治療方法は単純明快です。患者さん自身から採取したT細胞に、がんを破壊する遺伝子を組み込み(CAR-Tと呼称)、このCAR-Tを患者に戻します。CAR-Tはがんを破壊するだけでなく、体内で増殖させることができるため、良好な効果が持続します。

血液がんに対して認められた目覚しい成果が突破口となり、あらゆる悪性疾患の治療に応用しようとする動きがあり、中でも、固形がんへのCAR-T療法の応用が模索されています。しかし、現有のCAR-T療法では、固形がんが持つ特有の微小環境(がんの周囲に存在する血管など)に行く手を阻まれてしまい、効力も、また持続力も不十分な状況でした(文献2)。

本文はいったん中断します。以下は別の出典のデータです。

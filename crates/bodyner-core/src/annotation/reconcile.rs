//! # Annotation Reconciler
//!
//! Turns an annotation export into a gold corpus. Each task is filtered
//! (unannotated, multiply annotated, cancelled, missing text, overlapping
//! spans), re-tokenized with the shared analyzer, and its character spans
//! converted to a BILOU tag sequence. Every drop is counted rather than
//! raised; only unreadable input is an error.

use std::fmt;
use std::io::{Read, Seek};
use std::path::Path;
use std::sync::Arc;

use serde::Serialize;
use tracing::{debug, info, warn};

use crate::annotation::export::{ExportTask, load_export, read_archive};
use crate::corpus::{Corpus, GoldDocument};
use crate::error::Result;
use crate::tagging::{AlignOptions, tags_from_offsets};
use crate::text::TextAnalyzer;

/// Options for reconciliation.
pub type ReconcileOptions = AlignOptions;

/// Counters for one reconciliation run.
#[derive(Debug, Clone, Copy, Default, PartialEq, Eq, Serialize)]
pub struct ReconcileStats {
    pub accepted_docs: usize,
    pub dropped_cancelled: usize,
    pub dropped_multi_completion: usize,
    pub dropped_unannotated: usize,
    pub dropped_missing_text: usize,
    pub dropped_overlapping: usize,
    pub dropped_invalid_tags: usize,
    pub entity_count: usize,
    pub misaligned_count: usize,
}

impl ReconcileStats {
    /// Total tasks dropped for any reason.
    pub fn dropped(&self) -> usize {
        self.dropped_cancelled
            + self.dropped_multi_completion
            + self.dropped_unannotated
            + self.dropped_missing_text
            + self.dropped_overlapping
            + self.dropped_invalid_tags
    }
}

impl fmt::Display for ReconcileStats {
    fn fmt(&self, f: &mut fmt::Formatter<'_>) -> fmt::Result {
        write!(
            f,
            "{} docs accepted, {} entities, {} misaligned spans; dropped: {} cancelled, {} multi-completion, {} unannotated, {} missing text, {} overlapping, {} invalid tags",
            self.accepted_docs,
            self.entity_count,
            self.misaligned_count,
            self.dropped_cancelled,
            self.dropped_multi_completion,
            self.dropped_unannotated,
            self.dropped_missing_text,
            self.dropped_overlapping,
            self.dropped_invalid_tags,
        )
    }
}

/// A gold corpus together with the counters that produced it.
#[derive(Debug, Clone)]
pub struct Reconciliation {
    pub corpus: Corpus,
    pub stats: ReconcileStats,
}

/// Converts exported annotations into token-aligned gold documents.
pub struct Reconciler {
    analyzer: Arc<dyn TextAnalyzer>,
    input_key: String,
    options: ReconcileOptions,
}

impl Reconciler {
    pub fn new(analyzer: Arc<dyn TextAnalyzer>, input_key: impl Into<String>) -> Self {
        Self {
            analyzer,
            input_key: input_key.into(),
            options: ReconcileOptions::default(),
        }
    }

    pub fn with_options(mut self, options: ReconcileOptions) -> Self {
        self.options = options;
        self
    }

    /// Reconcile an export file (zip archive or bare JSON).
    pub fn reconcile_path(&self, path: impl AsRef<Path>) -> Result<Reconciliation> {
        let tasks = load_export(path)?;
        Ok(self.reconcile_tasks(&tasks))
    }

    /// Reconcile the `result.json` inside a zip archive.
    pub fn reconcile_archive<R: Read + Seek>(&self, reader: R) -> Result<Reconciliation> {
        let tasks = read_archive(reader)?;
        Ok(self.reconcile_tasks(&tasks))
    }

    /// Reconcile already-parsed export tasks. Input order is preserved.
    ///
    /// # Examples
    /// ```
    /// use std::sync::Arc;
    /// use bodyner_core::RuleAnalyzer;
    /// use bodyner_core::annotation::{Reconciler, parse_export};
    ///
    /// let tasks = parse_export(r#"[{
    ///     "data": {"reddit": "My knee hurts"},
    ///     "completions": [{"result": [{"value": {"start": 3, "end": 7, "labels": ["BODY_PART"]}}]}]
    /// }]"#).unwrap();
    ///
    /// let reconciler = Reconciler::new(Arc::new(RuleAnalyzer::new().unwrap()), "reddit");
    /// let out = reconciler.reconcile_tasks(&tasks);
    /// assert_eq!(out.stats.accepted_docs, 1);
    /// assert_eq!(out.corpus.docs()[0].tags()[1].to_string(), "U-BODY_PART");
    /// ```
    pub fn reconcile_tasks(&self, tasks: &[ExportTask]) -> Reconciliation {
        let mut stats = ReconcileStats::default();
        let mut corpus = Corpus::default();

        for (index, task) in tasks.iter().enumerate() {
            let id = task.id_or(index);

            let completion = match task.completions.as_slice() {
                [] => {
                    debug!(task = %id, "no completions");
                    stats.dropped_unannotated += 1;
                    continue;
                }
                [completion] => completion,
                _ => {
                    debug!(task = %id, count = task.completions.len(), "multiple completions");
                    stats.dropped_multi_completion += 1;
                    continue;
                }
            };

            if completion.is_cancelled() {
                debug!(task = %id, "cancelled");
                stats.dropped_cancelled += 1;
                continue;
            }

            let Some(text) = task.text(&self.input_key) else {
                warn!(task = %id, key = %self.input_key, "task has no source text");
                stats.dropped_missing_text += 1;
                continue;
            };

            let (spans, unreadable) = completion.spans();
            let tokens = self.analyzer.analyze(text);
            let alignment = tags_from_offsets(text, &tokens, &spans, self.options);

            if alignment.overlapping {
                debug!(task = %id, "overlapping spans");
                stats.dropped_overlapping += 1;
                continue;
            }

            for span in &alignment.misaligned {
                debug!(task = %id, span = %span, "span does not align to tokens");
            }

            stats.misaligned_count += unreadable + alignment.misaligned.len();

            // Rejects tag sequences that do not decode into whole entities.
            match GoldDocument::new(id.clone(), text, tokens, alignment.tags) {
                Ok(doc) => {
                    stats.entity_count += doc.entity_count();
                    stats.accepted_docs += 1;
                    corpus.push(doc);
                }
                Err(err) => {
                    warn!(task = %id, error = %err, "could not build gold document");
                    stats.dropped_invalid_tags += 1;
                }
            }
        }

        info!("{} entities in {} docs.", stats.entity_count, stats.accepted_docs);
        Reconciliation { corpus, stats }
    }
}

#[cfg(test)]
mod tests {
    use super::*;
    use crate::annotation::export::parse_export;
    use crate::tagging::BilouTag;
    use crate::text::RuleAnalyzer;
    use proptest::prelude::*;
    use serde_json::{Value, json};

    fn reconciler() -> Reconciler {
        Reconciler::new(Arc::new(RuleAnalyzer::new().unwrap()), "reddit")
    }

    fn labeled(start: i64, end: i64) -> Value {
        json!({ "value": { "start": start, "end": end, "labels": ["BODY_PART"] } })
    }

    fn task(text: &str, completions: Value) -> Value {
        json!({ "data": { "reddit": text }, "completions": completions })
    }

    fn run(tasks: Value) -> Reconciliation {
        reconciler().reconcile_tasks(&parse_export(&tasks.to_string()).unwrap())
    }

    fn tag_strings(doc: &GoldDocument) -> Vec<String> {
        doc.tags().iter().map(ToString::to_string).collect()
    }

    #[test]
    fn test_two_entities() {
        let out = run(json!([task(
            "My knee hurts and my wrist too.",
            json!([{ "result": [labeled(3, 7), labeled(21, 26)] }])
        )]));

        assert_eq!(out.stats.accepted_docs, 1);
        assert_eq!(out.stats.entity_count, 2);
        assert_eq!(
            tag_strings(&out.corpus.docs()[0]),
            vec!["O", "U-BODY_PART", "O", "O", "O", "U-BODY_PART", "O", "O"]
        );
    }

    #[test]
    fn test_multi_token_entity() {
        let out = run(json!([task(
            "my lower back aches",
            json!([{ "result": [labeled(3, 13)] }])
        )]));
        let doc = &out.corpus.docs()[0];
        assert_eq!(tag_strings(doc), vec!["O", "B-BODY_PART", "L-BODY_PART", "O"]);
    }

    #[test]
    fn test_filtering_order_and_counts() {
        let out = run(json!([
            task("no one looked", json!([])),
            task("two looks", json!([{ "result": [] }, { "result": [] }])),
            task("skip me", json!([{ "was_cancelled": true, "result": [] }])),
            { "data": { "text": "wrong key" }, "completions": [{ "result": [] }] },
            task("knee", json!([{ "result": [labeled(0, 4), labeled(1, 3)] }])),
            task("fine", json!([{ "was_cancelled": false, "result": [] }])),
        ]));

        let stats = out.stats;
        assert_eq!(stats.dropped_unannotated, 1);
        assert_eq!(stats.dropped_multi_completion, 1);
        assert_eq!(stats.dropped_cancelled, 1);
        assert_eq!(stats.dropped_missing_text, 1);
        assert_eq!(stats.dropped_overlapping, 1);
        assert_eq!(stats.accepted_docs, 1);
        assert_eq!(stats.dropped(), 5);
        assert_eq!(out.corpus.docs()[0].id(), "5");
    }

    #[test]
    fn test_misaligned_span_is_counted() {
        let out = run(json!([task(
            "My knee hurts",
            json!([{ "result": [labeled(4, 7), { "value": { "start": 0 } }] }])
        )]));

        let doc = &out.corpus.docs()[0];
        assert_eq!(out.stats.misaligned_count, 2);
        assert_eq!(out.stats.entity_count, 0);
        assert_eq!(doc.tags()[1], BilouTag::Missing);
        assert_eq!(doc.tags()[0], BilouTag::Outside);
    }

    #[test]
    fn test_stray_span_inside_entity_keeps_document() {
        let out = run(json!([
            task("my lower back hurts", json!([{ "result": [labeled(3, 13), labeled(9, 100)] }])),
            task("my lower back hurts", json!([{ "result": [labeled(3, 13), labeled(10, 10)] }])),
        ]));

        assert_eq!(out.stats.accepted_docs, 2);
        assert_eq!(out.stats.dropped(), 0);
        assert_eq!(out.stats.entity_count, 0);
        assert_eq!(out.stats.misaligned_count, 4);
        for doc in out.corpus.iter() {
            assert_eq!(tag_strings(doc)[..3], ["O", "-", "-"]);
        }
    }

    #[test]
    fn test_cancelled_before_missing_text() {
        let out = run(json!([
            { "data": {}, "completions": [{ "was_cancelled": true }] }
        ]));
        assert_eq!(out.stats.dropped_cancelled, 1);
        assert_eq!(out.stats.dropped_missing_text, 0);
    }

    #[test]
    fn test_preserves_input_order() {
        let out = run(json!([
            task("first knee", json!([{ "result": [] }])),
            task("second knee", json!([{ "result": [] }])),
        ]));
        let ids: Vec<&str> = out.corpus.iter().map(|d| d.id()).collect();
        assert_eq!(ids, vec!["0", "1"]);
    }

    #[test]
    fn test_stats_display() {
        let stats = ReconcileStats {
            accepted_docs: 3,
            entity_count: 4,
            ..Default::default()
        };
        assert!(stats.to_string().starts_with("3 docs accepted, 4 entities"));
    }

    fn arb_completion() -> impl Strategy<Value = Value> {
        prop::option::of(any::<bool>()).prop_map(|cancelled| {
            let mut completion = json!({ "result": [labeled(3, 7)] });
            if let Some(flag) = cancelled {
                completion["was_cancelled"] = json!(flag);
            }
            completion
        })
    }

    proptest! {
        #[test]
        fn prop_only_single_live_completions_survive(
            tasks in prop::collection::vec(prop::collection::vec(arb_completion(), 0..4), 1..12)
        ) {
            let export = Value::Array(
                tasks
                    .iter()
                    .map(|completions| task("My knee hurts", json!(completions)))
                    .collect(),
            );
            let out = run(export);

            let expected: Vec<String> = tasks
                .iter()
                .enumerate()
                .filter(|(_, completions)| {
                    completions.len() == 1 && completions[0]["was_cancelled"] != json!(true)
                })
                .map(|(i, _)| i.to_string())
                .collect();
            let ids: Vec<String> = out.corpus.iter().map(|d| d.id().to_string()).collect();

            prop_assert_eq!(&ids, &expected);
            prop_assert_eq!(out.stats.entity_count, expected.len());
            prop_assert_eq!(out.stats.accepted_docs + out.stats.dropped(), tasks.len());
            let multi = tasks.iter().filter(|c| c.len() > 1).count();
            prop_assert_eq!(out.stats.dropped_multi_completion, multi);
        }
    }
}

今回、この微小環境を逆手にとって、CAR-T療法の動物実験での成功が、医学誌NEJMに発表されました(文献3)。オリジナル論文は、昨年、Samaha博士らによって、Natureに発表されています(文献4)。一刻も早い治療法の確立が待ち望まれる、「ヒト固形がんを標的としたCAR-T療法の実現」に向け、大きな一歩を踏み出した本報告について解説を行いたいと思います。

<背景>

難病の多発性硬化症は、免疫系が自己の脳や脊髄などの中枢神経を攻撃し、神経細胞の軸索を覆っているミエリンが障害、すなわち「脱髄」され、様々な症状を起こす自己免疫疾患です。現在、特効薬であるナタリズマブは、血管内皮細胞に存在する接着分子VCAM-1と、免疫細胞表面にある「インテグリン」の結合をブロックし、異常な免疫細胞が中枢神経に入り込むのを阻止します。この時、多発性硬化症の血管内皮では、別の接着分子ALCMAが増えており、まず、異常免疫細胞がALCAMに結合し、その後、VCAM-1や、ICAM-1を介して、血管内から血管外に出て、中枢神経に到達することが判明しています。(文献5)。

<実験>

動物モデルとして、グリオブラストーマ脳腫瘍マウスを用いました。この脳腫瘍は、45ー65歳の男性に主に発症し、頭痛、痙攣、正確変化、認知症、運動麻痺が生じ、週単位で症状が進行することもあることが知られる悪性度の高い疾病です。治療には、手術、放射線療法、化学療法が試みられますが、効力は乏しく、生存期間の中央値はわずか1年です(文献6)。そのため、早期の抜本的治療法開発が望まれています。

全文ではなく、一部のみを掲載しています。